Where the line containing "tasks to finish." appears, start copying; continue through the last line below and copy nothing else.

Exercise data
★ ★ ★ ★ ★

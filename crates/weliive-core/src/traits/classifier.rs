// SPDX-FileCopyrightText: 2026 Weliive Contributors
// SPDX-License-Identifier: MIT OR Apache-2.0

//! Lead classification trait.

use crate::types::LeadAssessment;

/// Decides whether a piece of user text shows purchase or rental intent.
///
/// The keyword scorer is the only implementation today. The message store
/// depends on this trait alone, so a remote or model-backed classifier can
/// replace it without touching callers.
pub trait LeadClassifier: Send + Sync {
    /// Confidence in [0, 1] that `text` is a hot lead.
    fn score(&self, text: &str) -> f64;

    /// Whether `text` is a hot lead.
    fn classify(&self, text: &str) -> bool;

    /// Detailed result. The default derives it from `score` and `classify`.
    fn assess(&self, text: &str) -> LeadAssessment {
        let confidence = self.score(text);
        let hot = self.classify(text);
        LeadAssessment::from_parts(confidence, Vec::new(), hot)
    }
}
// SPDX-FileCopyrightText: 2026 Weliive Contributors
// SPDX-License-Identifier: MIT OR Apache-2.0

//! Timed progression of submitted questions.
//!
//! Each scheduled question gets one task: acknowledge after the
//! acknowledgment delay, then auto-answer once the answer delay (counted from
//! scheduling) has elapsed. A question the seller already answered keeps that
//! answer. All tasks share one [`CancellationToken`].

use std::sync::Arc;
use std::time::Duration;

use tokio::time::{sleep_until, Instant};
use tokio_util::sync::CancellationToken;
use tokio_util::task::TaskTracker;
use tracing::{debug, warn};
use weliive_config::model::QaConfig;
use weliive_core::{QaId, QaStatus};

use crate::registry::QaRegistry;
use crate::responses::ACKNOWLEDGMENT;

pub struct QaProgression {
    registry: Arc<QaRegistry>,
    acknowledgment_delay: Duration,
    answer_delay: Duration,
    tracker: TaskTracker,
    cancel: CancellationToken,
}

impl QaProgression {
    pub fn new(registry: Arc<QaRegistry>, config: &QaConfig) -> Self {
        Self::with_tracker(registry, config, TaskTracker::new(), CancellationToken::new())
    }

    /// Run progression tasks on a caller-owned tracker and token, so they are
    /// cancelled and awaited together with the caller's other tasks.
    pub fn with_tracker(
        registry: Arc<QaRegistry>,
        config: &QaConfig,
        tracker: TaskTracker,
        cancel: CancellationToken,
    ) -> Self {
        Self {
            registry,
            acknowledgment_delay: config.acknowledgment_delay(),
            answer_delay: config.answer_delay(),
            tracker,
            cancel,
        }
    }

    /// Schedule acknowledgment and auto-answer for `id`.
    ///
    /// Returns `false` when no tokio runtime is available or progression was
    /// cancelled.
    pub fn schedule(&self, id: QaId) -> bool {
        if self.cancel.is_cancelled() {
            return false;
        }
        let handle = match tokio::runtime::Handle::try_current() {
            Ok(handle) => handle,
            Err(e) => {
                warn!(%id, error = %e, "no tokio runtime, qa progression skipped");
                return false;
            }
        };

        let start = Instant::now();
        let ack_at = start + self.acknowledgment_delay;
        let answer_at = start + self.answer_delay;
        let registry = self.registry.clone();
        let cancel = self.cancel.clone();

        debug!(%id, "qa progression scheduled");
        self.tracker.spawn_on(
            async move {
                tokio::select! {
                    biased;
                    _ = cancel.cancelled() => return,
                    _ = sleep_until(ack_at) => {}
                }
                if !registry.add_acknowledgment(&id, ACKNOWLEDGMENT) {
                    debug!(%id, "qa item vanished before acknowledgment");
                    return;
                }

                tokio::select! {
                    biased;
                    _ = cancel.cancelled() => return,
                    _ = sleep_until(answer_at) => {}
                }
                let answered = registry
                    .get(&id)
                    .is_some_and(|item| item.status == QaStatus::Answered);
                if answered {
                    debug!(%id, "qa item answered manually, auto-answer skipped");
                    return;
                }
                if registry.generate_auto_answer(&id).is_some() {
                    debug!(%id, "qa item auto-answered");
                }
            },
            &handle,
        );
        true
    }

    /// Progression tasks still waiting.
    pub fn pending(&self) -> usize {
        self.tracker.len()
    }

    /// Cancel every scheduled progression. Items keep their current state.
    pub fn cancel(&self) {
        self.cancel.cancel();
    }

    /// Cancel and wait for all progression tasks to finish.
    pub async fn shutdown(&self) {
        self.cancel.cancel();
        self.tracker.close();
        self.tracker.wait().await;
    }
}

★ ★ ★ ★ ★

Response area
    /// Cancel and wait for all progression tasks to finish.
    pub async fn shutdown(&self) {
        self.cancel.cancel();
        self.tracker.close();
        self.tracker.wait().await;
    }
}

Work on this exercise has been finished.